_Exercise instructions_:
What is needed is a copy of each line in the listing that contains "Deserialize".
Input data: Begin
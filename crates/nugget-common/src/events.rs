//! Outbound event stream.
//!
//! Every event serializes as a flat JSON object tagged by `type`, which is
//! the shape transports forward to clients unchanged.

use chrono::{DateTime, Utc};
use serde::{Deserialize, Serialize};
use serde_json::Value;

use crate::models::{Agent, AttemptRecord, CommitInfo, CorrectionStep, Task, Trend};

#[derive(Debug, Clone, PartialEq, Serialize, Deserialize)]
#[serde(tag = "type", rename_all = "snake_case")]
pub enum BuildEvent {
    // Planning
    PlanningStarted,
    PlanReady {
        tasks: Vec<Task>,
        agents: Vec<Agent>,
        explanation: String,
    },

    // Task lifecycle
    TaskStarted {
        task_id: String,
        task_name: String,
        agent_name: String,
    },
    TaskCompleted {
        task_id: String,
        summary: String,
    },
    TaskFailed {
        task_id: String,
        error: String,
        retry_count: u32,
    },
    AgentOutput {
        task_id: String,
        agent_name: String,
        content: String,
    },
    AgentMessage {
        from: String,
        to: String,
        content: String,
    },
    TokenUsage {
        agent_name: String,
        input_tokens: u64,
        output_tokens: u64,
        cost_usd: f64,
    },
    UserQuestion {
        task_id: String,
        questions: Value,
    },
    CommitCreated {
        /// Abbreviated commit id
        sha: String,
        message: String,
        agent_name: String,
        task_id: String,
        timestamp: DateTime<Utc>,
        files_changed: Vec<String>,
    },

    // Gates
    HumanGate {
        gate_id: String,
        task_id: String,
        question: String,
        context: String,
    },

    // Testing
    TestResult {
        test_name: String,
        passed: bool,
        details: String,
    },
    CoverageUpdate {
        percentage: f64,
        details: Value,
    },

    // Feedback loops
    CorrectionCycleStarted {
        task_id: String,
        attempt_number: u32,
        failure_reason: String,
        max_attempts: u32,
    },
    CorrectionCycleProgress {
        task_id: String,
        attempt_number: u32,
        step: CorrectionStep,
    },
    ConvergenceUpdate {
        task_id: String,
        attempts_so_far: u32,
        tests_passing: Option<u32>,
        tests_total: Option<u32>,
        trend: Trend,
        converged: bool,
        attempts: Vec<AttemptRecord>,
    },
    MeetingInvite {
        #[serde(rename = "meetingTypeId")]
        meeting_type_id: String,
        #[serde(rename = "meetingId")]
        meeting_id: String,
        #[serde(rename = "agentName")]
        agent_name: String,
        title: String,
        description: String,
    },

    // Deployment
    DeployStarted {
        target: String,
    },
    DeployProgress {
        step: String,
        #[serde(default, skip_serializing_if = "Option::is_none")]
        progress: Option<u8>,
    },
    DeployComplete {
        target: String,
    },
    FlashPrompt {
        device_role: String,
        message: String,
    },
    FlashComplete {
        device_role: String,
        success: bool,
        #[serde(default, skip_serializing_if = "Option::is_none")]
        message: Option<String>,
    },

    // Session
    SessionComplete {
        summary: String,
    },
    Error {
        message: String,
        recoverable: bool,
    },
}

impl BuildEvent {
    /// The `type` tag this event serializes with.
    pub fn kind(&self) -> &'static str {
        match self {
            BuildEvent::PlanningStarted => "planning_started",
            BuildEvent::PlanReady { .. } => "plan_ready",
            BuildEvent::TaskStarted { .. } => "task_started",
            BuildEvent::TaskCompleted { .. } => "task_completed",
            BuildEvent::TaskFailed { .. } => "task_failed",
            BuildEvent::AgentOutput { .. } => "agent_output",
            BuildEvent::AgentMessage { .. } => "agent_message",
            BuildEvent::TokenUsage { .. } => "token_usage",
            BuildEvent::UserQuestion { .. } => "user_question",
            BuildEvent::CommitCreated { .. } => "commit_created",
            BuildEvent::HumanGate { .. } => "human_gate",
            BuildEvent::TestResult { .. } => "test_result",
            BuildEvent::CoverageUpdate { .. } => "coverage_update",
            BuildEvent::CorrectionCycleStarted { .. } => "correction_cycle_started",
            BuildEvent::CorrectionCycleProgress { .. } => "correction_cycle_progress",
            BuildEvent::ConvergenceUpdate { .. } => "convergence_update",
            BuildEvent::MeetingInvite { .. } => "meeting_invite",
            BuildEvent::DeployStarted { .. } => "deploy_started",
            BuildEvent::DeployProgress { .. } => "deploy_progress",
            BuildEvent::DeployComplete { .. } => "deploy_complete",
            BuildEvent::FlashPrompt { .. } => "flash_prompt",
            BuildEvent::FlashComplete { .. } => "flash_complete",
            BuildEvent::SessionComplete { .. } => "session_complete",
            BuildEvent::Error { .. } => "error",
        }
    }

    /// Announce a commit, carrying its abbreviated id.
    pub fn commit_created(commit: &CommitInfo) -> Self {
        BuildEvent::CommitCreated {
            sha: commit.short_sha.clone(),
            message: commit.message.clone(),
            agent_name: commit.agent_name.clone(),
            task_id: commit.task_id.clone(),
            timestamp: commit.timestamp,
            files_changed: commit.files_changed.clone(),
        }
    }

    pub fn error(message: impl Into<String>, recoverable: bool) -> Self {
        BuildEvent::Error {
            message: message.into(),
            recoverable,
        }
    }

    /// Task id the event refers to, if any.
    pub fn task_id(&self) -> Option<&str> {
        match self {
            BuildEvent::TaskStarted { task_id, .. }
            | BuildEvent::TaskCompleted { task_id, .. }
            | BuildEvent::TaskFailed { task_id, .. }
            | BuildEvent::AgentOutput { task_id, .. }
            | BuildEvent::UserQuestion { task_id, .. }
            | BuildEvent::CommitCreated { task_id, .. }
            | BuildEvent::HumanGate { task_id, .. }
            | BuildEvent::CorrectionCycleStarted { task_id, .. }
            | BuildEvent::CorrectionCycleProgress { task_id, .. }
            | BuildEvent::ConvergenceUpdate { task_id, .. } => Some(task_id),
            _ => None,
        }
    }
}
Input data: End
_Written answer_:
use serde::{Deserialize, Serialize};
#[derive(Debug, Clone, PartialEq, Serialize, Deserialize)]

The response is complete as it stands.